• **Exercise brief**
Please write out the final portion of the records below exactly: the line containing "pub mod retry;", every line after it, and nothing else.

Stored data entries
================================
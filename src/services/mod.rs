// SPDX-License-Identifier: MIT
// Copyright 2026 Roland Dreier <roland@rolandd.dev>

//! Services module - Google auth and Drive access.

pub mod assertion;
pub mod breadcrumb;
pub mod drive;
pub mod retry;
pub mod token_cache;

pub use assertion::{Assertion, AssertionSigner};
pub use breadcrumb::{BreadcrumbWalk, TruncationReason};
pub use drive::{DriveClient, DriveService};
pub use token_cache::{Clock, SystemClock, TokenCache};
================================
• **Result of this task**
pub mod retry;
pub mod token_cache;

pub use assertion::{Assertion, AssertionSigner};
pub use breadcrumb::{BreadcrumbWalk, TruncationReason};
pub use drive::{DriveClient, DriveService};
pub use token_cache::{Clock, SystemClock, TokenCache};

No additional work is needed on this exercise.